Target date mutual fundWhen they first debuted in the mid 90's, target date mutual funds (sometimes known as "lifecycle" funds) promised to make life easier for retirement plan participants. Use a few simple on-line tools to figure out how much to set aside from each paycheck, match your planned retirement year to the corresponding fund, and notify your plan administrator. Voila! Complex retirement calculus magically reduced to a simple 1-2-3 progression. Low fees, age-appropriate asset allocation, & one-stop shopping. Finally, a seemingly sensible short-cut to navigate the complex world of retirement planning.
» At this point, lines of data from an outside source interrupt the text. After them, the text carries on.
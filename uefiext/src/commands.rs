/// Extension command dispatch
///
/// Every command runs inside its own debugger session: the session is opened
/// on entry, used for one unit of work and released before the status is
/// handed back to the host.

use std::str::FromStr;
use thiserror::Error;

use crate::detect::{self, DetectionOutcome, PROBE_COMMAND};
use crate::dprintln;
use crate::environment::Environment;
use crate::host::{DebugClient, DebugHost, HostError, OutputMask};
use crate::monitor::MonitorBridge;

#[derive(Error, Debug)]
pub enum ExtensionError {
    #[error(transparent)]
    Host(#[from] HostError),
    #[error("No export {0} found")]
    UnknownCommand(String),
}

pub type Result<T> = std::result::Result<T, ExtensionError>;

/// Prefix under which the host addresses this extension's commands
pub const EXTENSION_NAME: &str = "uefiext";

pub const HELP_TEXT: &str = "Help for the uefiext commands (prefix with '!' at the uefidbg prompt)

Basic Commands:
  help                - Shows this help
  init                - Detects the UEFI environment and starts image discovery.
  setenv              - Set the extensions environment mode

Module Discovery:
  findall             - Attempts to detect environment and load all modules
  findmodule          - Find the currently running module
  loadmodules         - Find and loads symbols for all modules in the debug list
  elf                 - Dumps the headers of an ELF image

Data Parsing:
  memorymap           - Prints the current memory map
  hobs                - Enumerates the hand off blocks
  protocols           - Lists the protocols from the protocol list.
  handles             - Prints the handles list.
  linkedlist          - Parses a UEFI style linked list of entries.
  efierror            - Translates an EFI error code.
  advlog              - Prints the advanced logger memory log.

UEFI Debugger:
  info                - Queries information about the UEFI debugger
  monitor             - Sends direct monitor commands
  modulebreak         - Sets a break on load for the provided module. e.g. 'shell'
  readmsr             - Reads a MSR value (x86 only)
  readvar             - Reads a UEFI variable
  reboot              - Reboots the system
";

/// Commands implemented by this extension
#[derive(Debug, Clone, Copy, PartialEq, Eq)]
pub enum ExtensionCommand {
    SetEnv,
    Help,
    Init,
    Info,
    Monitor,
}

impl ExtensionCommand {
    pub fn name(&self) -> &'static str {
        match self {
            ExtensionCommand::SetEnv => "setenv",
            ExtensionCommand::Help => "help",
            ExtensionCommand::Init => "init",
            ExtensionCommand::Info => "info",
            ExtensionCommand::Monitor => "monitor",
        }
    }
}

impl FromStr for ExtensionCommand {
    type Err = ExtensionError;

    /// Accepts `name` as well as the qualified `uefiext.name`.
    fn from_str(s: &str) -> Result<Self> {
        let name = s
            .strip_prefix(EXTENSION_NAME)
            .and_then(|rest| rest.strip_prefix('.'))
            .unwrap_or(s);

        match name {
            "setenv" => Ok(ExtensionCommand::SetEnv),
            "help" => Ok(ExtensionCommand::Help),
            "init" => Ok(ExtensionCommand::Init),
            "info" => Ok(ExtensionCommand::Info),
            "monitor" => Ok(ExtensionCommand::Monitor),
            _ => Err(ExtensionError::UnknownCommand(s.to_string())),
        }
    }
}

/// Extension instance holding the per-debugger session context
#[derive(Debug, Default)]
pub struct UefiExtension {
    environment: Environment,
}

impl UefiExtension {
    pub fn new() -> Self {
        Self::default()
    }

    pub fn with_environment(environment: Environment) -> Self {
        Self { environment }
    }

    pub fn environment(&self) -> Environment {
        self.environment
    }

    pub fn set_environment(&mut self, environment: Environment) {
        if self.environment != environment {
            log::debug!("Environment {} -> {}", self.environment, environment);
        }
        self.environment = environment;
    }

    /// Run the command named `name` with its argument string.
    pub fn dispatch(&mut self, host: &mut dyn DebugHost, name: &str, args: &str) -> Result<()> {
        let command: ExtensionCommand = name.parse()?;
        log::debug!("DISPATCH: {} '{}'", command.name(), args);

        match command {
            ExtensionCommand::SetEnv => self.setenv(host, args),
            ExtensionCommand::Help => self.help(host),
            ExtensionCommand::Init => self.init(host).map(|_| ()),
            ExtensionCommand::Info => self.info(host),
            ExtensionCommand::Monitor => self.monitor(host, args),
        }
    }

    /// `setenv <PEI|DXE|MM|rust>`. An unknown name is reported to the user and
    /// leaves the environment unchanged.
    pub fn setenv(&mut self, host: &mut dyn DebugHost, args: &str) -> Result<()> {
        let mut session = host.open_session()?;

        match args.parse::<Environment>() {
            Ok(environment) => self.set_environment(environment),
            Err(e) => dprintln!(session, "{}", e)?,
        }

        Ok(())
    }

    pub fn help(&mut self, host: &mut dyn DebugHost) -> Result<()> {
        let mut session = host.open_session()?;
        session.output(OutputMask::NORMAL, HELP_TEXT)?;
        Ok(())
    }

    /// Detect the target environment and kick off image discovery.
    pub fn init(&mut self, host: &mut dyn DebugHost) -> Result<DetectionOutcome> {
        let mut session = host.open_session()?;

        dprintln!(session, "Initializing UEFI Debugger Extension")?;
        let outcome = detect::detect_and_initialize(&mut *session, &mut self.environment)?;
        Ok(outcome)
    }

    /// Ask the target debugger to describe itself.
    pub fn info(&mut self, host: &mut dyn DebugHost) -> Result<()> {
        let mut session = host.open_session()?;
        send_monitor_command(&mut *session, PROBE_COMMAND)?;
        Ok(())
    }

    /// `monitor <command>` passes `command` straight to the target monitor.
    pub fn monitor(&mut self, host: &mut dyn DebugHost, args: &str) -> Result<()> {
        let mut session = host.open_session()?;

        let command = args.trim();
        if command.is_empty() {
            dprintln!(session, "Usage: monitor <command>")?;
            return Ok(());
        }

        send_monitor_command(&mut *session, command)?;
        Ok(())
    }
}

fn send_monitor_command(client: &mut dyn DebugClient, command: &str) -> Result<()> {
    let debuggee = client.debuggee_type()?;
    let Some(bridge) = MonitorBridge::for_debuggee(&debuggee) else {
        dprintln!(client, "Monitor commands are not supported for this debuggee.")?;
        return Ok(());
    };

    let response = bridge.send(client, command)?;
    let text = response.text().trim_end();
    dprintln!(client, "{}", text)?;
    Ok(())
}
For such a simple and promising concept, effective results continue to elude many lifecycle fund investors. Here's why: Many investors simply lack the confidence to invest fearlessly for extended periods of time in a formula-based investment product run by a computer. Despite branding themselves as simple, the inner workings of lifecycle funds remain pretty mysterious and even funds with similar target dates can frequently have huge performance differences. Since that makes it difficult to compare options, who can blame the average Joe for feeling a bit trigger happy now and then. More often than not however, it's the siren song of performance that's responsible for redirecting aim off target.


Here's a case that helps illustrates the point. During a recent discovery meeting, a friend right on the cusp of retiring disclosed that her entire 401(k) balance was invested in a single age-based lifecycle fund. So far so good. But as you might already have suspected, there was a twist. Instead of sticking with the obvious 2020 target date fund matching her retirement horizon, she inexplicably altered course and opted for the 2050 target date...a date fully 30 years beyond her much anticipated last day of work. When gently probed about the apparent disconnect, I learned that quarter after quarter the performance table in her regular employer 401(k) statements showed the 2020 target date fund was languishing at or near the bottom. Still positive returns mind you, but nevertheless a consistent laggard in relation to the others. 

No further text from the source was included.